Exercise brief: Your answer should be one number: how many lines below have the word "repository".

*** Supplied data

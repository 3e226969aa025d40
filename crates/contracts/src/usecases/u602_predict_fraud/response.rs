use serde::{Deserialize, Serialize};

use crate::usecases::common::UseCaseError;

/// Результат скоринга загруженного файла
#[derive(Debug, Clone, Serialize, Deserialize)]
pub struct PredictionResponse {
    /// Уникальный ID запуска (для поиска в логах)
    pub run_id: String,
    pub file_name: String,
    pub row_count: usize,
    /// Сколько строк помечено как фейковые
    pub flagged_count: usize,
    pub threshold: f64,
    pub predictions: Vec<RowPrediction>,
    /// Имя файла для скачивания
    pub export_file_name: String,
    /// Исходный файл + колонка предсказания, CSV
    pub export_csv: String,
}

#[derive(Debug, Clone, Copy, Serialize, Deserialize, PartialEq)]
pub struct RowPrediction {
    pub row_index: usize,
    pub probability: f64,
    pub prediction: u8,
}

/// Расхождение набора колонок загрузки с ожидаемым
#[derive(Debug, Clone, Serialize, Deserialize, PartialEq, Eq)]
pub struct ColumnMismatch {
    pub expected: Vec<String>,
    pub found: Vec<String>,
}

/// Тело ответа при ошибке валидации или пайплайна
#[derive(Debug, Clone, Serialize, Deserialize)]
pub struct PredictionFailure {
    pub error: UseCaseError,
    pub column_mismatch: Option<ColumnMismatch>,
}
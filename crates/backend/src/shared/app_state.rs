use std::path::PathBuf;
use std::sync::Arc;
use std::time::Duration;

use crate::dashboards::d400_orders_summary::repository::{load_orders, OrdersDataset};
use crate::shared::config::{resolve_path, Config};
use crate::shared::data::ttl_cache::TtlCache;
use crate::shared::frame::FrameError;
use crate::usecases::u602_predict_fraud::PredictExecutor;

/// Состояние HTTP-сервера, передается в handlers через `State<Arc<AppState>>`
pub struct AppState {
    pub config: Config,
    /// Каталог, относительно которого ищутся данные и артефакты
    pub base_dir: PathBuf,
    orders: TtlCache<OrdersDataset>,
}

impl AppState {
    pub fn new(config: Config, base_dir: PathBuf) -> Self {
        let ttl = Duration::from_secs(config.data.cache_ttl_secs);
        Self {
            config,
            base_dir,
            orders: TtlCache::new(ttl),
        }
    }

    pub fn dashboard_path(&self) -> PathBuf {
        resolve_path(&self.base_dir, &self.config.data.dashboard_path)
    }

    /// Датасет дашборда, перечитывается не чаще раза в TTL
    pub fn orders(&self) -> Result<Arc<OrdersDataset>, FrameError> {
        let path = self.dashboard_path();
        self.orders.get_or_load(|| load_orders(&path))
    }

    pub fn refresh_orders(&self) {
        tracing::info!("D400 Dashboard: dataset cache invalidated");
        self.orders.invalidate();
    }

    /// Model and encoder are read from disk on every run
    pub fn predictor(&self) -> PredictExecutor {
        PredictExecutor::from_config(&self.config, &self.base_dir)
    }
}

******

Final answer: 2